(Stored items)
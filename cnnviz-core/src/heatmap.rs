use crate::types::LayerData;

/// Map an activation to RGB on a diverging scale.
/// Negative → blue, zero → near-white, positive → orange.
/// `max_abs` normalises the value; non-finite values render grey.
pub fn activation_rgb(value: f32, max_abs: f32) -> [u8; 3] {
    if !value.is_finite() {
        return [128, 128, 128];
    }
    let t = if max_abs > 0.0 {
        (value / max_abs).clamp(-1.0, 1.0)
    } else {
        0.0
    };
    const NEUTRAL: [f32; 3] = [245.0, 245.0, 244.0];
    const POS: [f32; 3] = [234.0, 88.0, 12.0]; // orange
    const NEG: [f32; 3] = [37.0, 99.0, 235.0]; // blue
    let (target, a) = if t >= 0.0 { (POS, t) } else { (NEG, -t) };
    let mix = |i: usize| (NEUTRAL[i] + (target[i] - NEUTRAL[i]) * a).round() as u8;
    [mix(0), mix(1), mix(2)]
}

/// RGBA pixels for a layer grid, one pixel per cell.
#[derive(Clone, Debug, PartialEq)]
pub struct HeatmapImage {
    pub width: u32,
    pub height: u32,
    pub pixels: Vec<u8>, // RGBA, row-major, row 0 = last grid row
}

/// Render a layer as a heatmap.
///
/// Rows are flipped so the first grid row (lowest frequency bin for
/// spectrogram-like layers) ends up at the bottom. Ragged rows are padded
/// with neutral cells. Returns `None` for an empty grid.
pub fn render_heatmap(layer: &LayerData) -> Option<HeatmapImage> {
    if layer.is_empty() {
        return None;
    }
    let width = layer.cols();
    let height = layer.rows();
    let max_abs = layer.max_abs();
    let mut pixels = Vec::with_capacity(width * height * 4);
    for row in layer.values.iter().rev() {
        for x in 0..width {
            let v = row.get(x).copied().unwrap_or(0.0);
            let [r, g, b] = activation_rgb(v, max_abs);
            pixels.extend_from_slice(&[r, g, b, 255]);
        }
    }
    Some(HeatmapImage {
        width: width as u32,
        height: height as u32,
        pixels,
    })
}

■ Exercise prompt ■
Restate the records word for word, keeping every line.

■ Solved exercise ■
filename cnnviz-core/src/heatmap.rs
use crate::types::LayerData;

/// Map an activation to RGB on a diverging scale.
/// Negative → blue, zero → near-white, positive → orange.
/// `max_abs` normalises the value; non-finite values render grey.
pub fn activation_rgb(value: f32, max_abs: f32) -> [u8; 3] {
    if !value.is_finite() {
        return [128, 128, 128];
    }
    let t = if max_abs > 0.0 {
        (value / max_abs).clamp(-1.0, 1.0)
    } else {
        0.0
    };
    const NEUTRAL: [f32; 3] = [245.0, 245.0, 244.0];
    const POS: [f32; 3] = [234.0, 88.0, 12.0]; // orange
    const NEG: [f32; 3] = [37.0, 99.0, 235.0]; // blue
    let (target, a) = if t >= 0.0 { (POS, t) } else { (NEG, -t) };
    let mix = |i: usize| (NEUTRAL[i] + (target[i] - NEUTRAL[i]) * a).round() as u8;
    [mix(0), mix(1), mix(2)]
}

/// RGBA pixels for a layer grid, one pixel per cell.
#[derive(Clone, Debug, PartialEq)]
pub struct HeatmapImage {
    pub width: u32,
    pub height: u32,
    pub pixels: Vec<u8>, // RGBA, row-major, row 0 = last grid row
}

/// Render a layer as a heatmap.
///
/// Rows are flipped so the first grid row (lowest frequency bin for
/// spectrogram-like layers) ends up at the bottom. Ragged rows are padded
/// with neutral cells. Returns `None` for an empty grid.
pub fn render_heatmap(layer: &LayerData) -> Option<HeatmapImage> {
    if layer.is_empty() {
        return None;
    }
    let width = layer.cols();
    let height = layer.rows();
    let max_abs = layer.max_abs();
    let mut pixels = Vec::with_capacity(width * height * 4);
    for row in layer.values.iter().rev() {
        for x in 0..width {
            let v = row.get(x).copied().unwrap_or(0.0);
            let [r, g, b] = activation_rgb(v, max_abs);
            pixels.extend_from_slice(&[r, g, b, 255]);
        }
    }
    Some(HeatmapImage {
        width: width as u32,
        height: height as u32,
        pixels,
    })
}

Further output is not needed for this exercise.